Methods: IPI-naïve pts (N=107) who had received 1-5 prior systemic therapies for MEL were treated with NIVO (0.1, 0.3, 1, 3, or 10 mg/kg) every 2 weeks for ≤96 weeks. Pts were followed for OS, progression-free survival (PFS), long-term safety, and response duration after discontinuing NIVO treatment. Pts began treatment in October 2008, and current data were analyzed in October 2015 with a minimum follow-up of 45 months (time from when the last pt received his or her first dose of NIVO).

Results: Median age of the pts was 61 years, 67% were male, 97% had an ECOG performance status of 0 or 1, 62% had received ≥2 prior systemic therapies, and 36% had elevated lactate dehydrogenase levels at baseline. In all 107 pts, the 60-month OS rate was 34% (95% confidence interval : 25-43) and median OS was 17.3 months (95% CI: 12.5-37.8) (Table). OS rates appeared to plateau at ~48 months, although further follow-up is needed. Similar results were observed with NIVO at 3 mg/kg, the currently approved monotherapy dose (Table). At the last timepoint for tumor assessment, PFS rates at 30 months were 18.6% and 25.7% for all pts and those who received NIVO at 3 mg/kg, respectively.

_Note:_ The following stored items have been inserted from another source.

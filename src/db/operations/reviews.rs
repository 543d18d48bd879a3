use sqlx::postgres::PgRow;
use sqlx::{PgExecutor, Postgres, Row, Transaction};

pub const STATE_NORMAL: &str = "N";
pub const STATE_BLINDED: &str = "B";
pub const STATE_UNDER_REVIEW: &str = "C";

#[derive(Debug, Clone)]
pub struct ReviewRow {
    pub id: i64,
    pub user_id: i64,
    pub product_id: i64,
    pub rating: i32,
    pub contents: String,
    pub state: String,
    pub is_display: bool,
    pub when_seceded: i32,
    pub like_count: i32,
    pub tag: Option<String>,
    pub created_at: String,
}

impl ReviewRow {
    /// Active reviews are the only ones that ever contributed a score.
    pub fn is_active(&self) -> bool {
        self.state == STATE_NORMAL && self.when_seceded == 0 && self.is_display
    }
}

const REVIEW_COLUMNS: &str = r#""id","userId","productId","rating","contents","state",
    "isDisplay","whenSeceded","likeCount","tag","createdAt""#;

pub async fn get_review_for_user(
    executor: impl PgExecutor<'_>,
    review_id: i64,
    user_id: i64,
) -> Result<Option<ReviewRow>, sqlx::Error> {
    let sql = format!(
        r#"SELECT {REVIEW_COLUMNS} FROM "reviews"
           WHERE "id" = $1 AND "userId" = $2 AND "isDisplay" = TRUE LIMIT 1"#
    );
    let row = sqlx::query(&sql)
        .bind(review_id)
        .bind(user_id)
        .fetch_optional(executor)
        .await?;
    Ok(row.map(|r| map_review_row(&r)))
}

pub async fn get_user_review_for_product(
    executor: impl PgExecutor<'_>,
    user_id: i64,
    product_id: i64,
) -> Result<Option<ReviewRow>, sqlx::Error> {
    let sql = format!(
        r#"SELECT {REVIEW_COLUMNS} FROM "reviews"
           WHERE "userId" = $1 AND "productId" = $2 AND "isDisplay" = TRUE LIMIT 1"#
    );
    let row = sqlx::query(&sql)
        .bind(user_id)
        .bind(product_id)
        .fetch_optional(executor)
        .await?;
    Ok(row.map(|r| map_review_row(&r)))
}

pub async fn insert_review(
    tx: &mut Transaction<'_, Postgres>,
    user_id: i64,
    product_id: i64,
    rating: i32,
    contents: &str,
    ip_address: Option<&str>,
    created_at: &str,
) -> Result<i64, sqlx::Error> {
    let row = sqlx::query(
        r#"INSERT INTO "reviews"
           ("userId","productId","rating","contents","state","isDisplay",
            "whenSeceded","likeCount","ipAddress","createdAt")
           VALUES ($1, $2, $3, $4, 'N', TRUE, 0, 0, $5, $6)
           RETURNING "id""#,
    )
    .bind(user_id)
    .bind(product_id)
    .bind(rating)
    .bind(contents)
    .bind(ip_address)
    .bind(created_at)
    .fetch_one(&mut **tx)
    .await?;

    row.try_get("id")
}

pub async fn update_review_fields(
    tx: &mut Transaction<'_, Postgres>,
    review_id: i64,
    rating: Option<i32>,
    contents: Option<&str>,
    state: &str,
    ip_address: Option<&str>,
) -> Result<(), sqlx::Error> {
    sqlx::query(
        r#"UPDATE "reviews"
           SET "rating" = COALESCE($1, "rating"),
               "contents" = COALESCE($2, "contents"),
               "state" = $3,
               "ipAddress" = COALESCE($4, "ipAddress")
           WHERE "id" = $5"#,
    )
    .bind(rating)
    .bind(contents)
    .bind(state)
    .bind(ip_address)
    .bind(review_id)
    .execute(&mut **tx)
    .await?;
    Ok(())
}

pub async fn set_review_tag(
    tx: &mut Transaction<'_, Postgres>,
    review_id: i64,
    tag: &str,
) -> Result<(), sqlx::Error> {
    sqlx::query(r#"UPDATE "reviews" SET "tag" = $1 WHERE "id" = $2"#)
        .bind(tag)
        .bind(review_id)
        .execute(&mut **tx)
        .await?;
    Ok(())
}

pub async fn delete_review_row(
    tx: &mut Transaction<'_, Postgres>,
    review_id: i64,
) -> Result<(), sqlx::Error> {
    sqlx::query(r#"DELETE FROM "reviews" WHERE "id" = $1"#)
        .bind(review_id)
        .execute(&mut **tx)
        .await?;
    Ok(())
}

pub async fn delete_blind_history(
    tx: &mut Transaction<'_, Postgres>,
    review_id: i64,
) -> Result<(), sqlx::Error> {
    sqlx::query(r#"DELETE FROM "review_blind_log" WHERE "reviewId" = $1"#)
        .bind(review_id)
        .execute(&mut **tx)
        .await?;
    Ok(())
}

/// Removes the likes this user received on the product's review. These rows
/// reference the (writer, product) pair rather than the review id.
pub async fn delete_likes_given(
    tx: &mut Transaction<'_, Postgres>,
    writer_id: i64,
    product_id: i64,
) -> Result<(), sqlx::Error> {
    sqlx::query(r#"DELETE FROM "review_likes" WHERE "writerId" = $1 AND "productId" = $2"#)
        .bind(writer_id)
        .bind(product_id)
        .execute(&mut **tx)
        .await?;
    Ok(())
}

pub async fn count_active_reviews(
    executor: impl PgExecutor<'_>,
    user_id: i64,
) -> Result<i64, sqlx::Error> {
    let row = sqlx::query(
        r#"SELECT COUNT(*) AS "count" FROM "reviews"
           WHERE "userId" = $1 AND "state" = 'N' AND "whenSeceded" = 0 AND "isDisplay" = TRUE"#,
    )
    .bind(user_id)
    .fetch_one(executor)
    .await?;
    row.try_get("count")
}

pub async fn count_active_reviews_since(
    executor: impl PgExecutor<'_>,
    user_id: i64,
    since: &str,
) -> Result<i64, sqlx::Error> {
    let row = sqlx::query(
        r#"SELECT COUNT(*) AS "count" FROM "reviews"
           WHERE "userId" = $1 AND "state" = 'N' AND "whenSeceded" = 0 AND "isDisplay" = TRUE
             AND "createdAt" > $2"#,
    )
    .bind(user_id)
    .bind(since)
    .fetch_one(executor)
    .await?;
    row.try_get("count")
}

pub async fn count_reviews_for_product(
    executor: impl PgExecutor<'_>,
    product_id: i64,
) -> Result<i64, sqlx::Error> {
    let row = sqlx::query(
        r#"SELECT COUNT(*) AS "count" FROM "reviews"
           WHERE "productId" = $1 AND "isDisplay" = TRUE"#,
    )
    .bind(product_id)
    .fetch_one(executor)
    .await?;
    row.try_get("count")
}

/// Creation timestamps of every review that still counts toward the user's
/// score, joined against the user visibility conditions. This is the durable
/// history `reset_rank` rebuilds from.
pub async fn list_scorable_created_at(
    executor: impl PgExecutor<'_>,
    user_id: i64,
) -> Result<Vec<String>, sqlx::Error> {
    let rows = sqlx::query(
        r#"SELECT r."createdAt" FROM "reviews" r
           JOIN "users" u ON u."id" = r."userId"
           WHERE r."userId" = $1 AND r."state" = 'N' AND r."whenSeceded" = 0
             AND r."isDisplay" = TRUE
             AND u."isBlinded" = 0 AND u."isBlack" = 0 AND u."isActive" = 1"#,
    )
    .bind(user_id)
    .fetch_all(executor)
    .await?;

    Ok(rows
        .iter()
        .filter_map(|row| row.try_get("createdAt").ok())
        .collect())
}

/// The two chronologically-oldest displayed reviews of a product, the
/// holder's own review included. Index 1, when present, is the reassignment
/// target for the first-review ledger.
pub async fn two_oldest_for_product(
    executor: impl PgExecutor<'_>,
    product_id: i64,
) -> Result<Vec<ReviewRow>, sqlx::Error> {
    let sql = format!(
        r#"SELECT {REVIEW_COLUMNS} FROM "reviews"
           WHERE "productId" = $1 AND "isDisplay" = TRUE
           ORDER BY "createdAt" ASC LIMIT 2"#
    );
    let rows = sqlx::query(&sql)
        .bind(product_id)
        .fetch_all(executor)
        .await?;
    Ok(rows.iter().map(map_review_row).collect())
}

pub fn is_unique_violation(err: &sqlx::Error) -> bool {
    match err {
        sqlx::Error::Database(db_err) => db_err.code().as_deref() == Some("23505"),
        _ => false,
    }
}

fn map_review_row(row: &PgRow) -> ReviewRow {
    ReviewRow {
        id: row.try_get("id").unwrap_or_default(),
        user_id: row.try_get("userId").unwrap_or_default(),
        product_id: row.try_get("productId").unwrap_or_default(),
        rating: row.try_get("rating").unwrap_or(0),
        contents: row.try_get("contents").unwrap_or_default(),
        state: row.try_get("state").unwrap_or_else(|_| STATE_NORMAL.to_string()),
        is_display: row.try_get("isDisplay").unwrap_or(false),
        when_seceded: row.try_get("whenSeceded").unwrap_or(0),
        like_count: row.try_get("likeCount").unwrap_or(0),
        tag: row.try_get("tag").ok(),
        created_at: row.try_get("createdAt").unwrap_or_default(),
    }
}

Conclusions: This analysis represents the longest survival follow-up of pts who received anti-PD-1 therapy in a clinical study. In this heavily pretreated population of MEL pts, these results suggest durable, long-term survival following NIVO monotherapy, with 34% of pts alive at 5 years. Characteristics of long-term survivors and updated safety data will also be presented.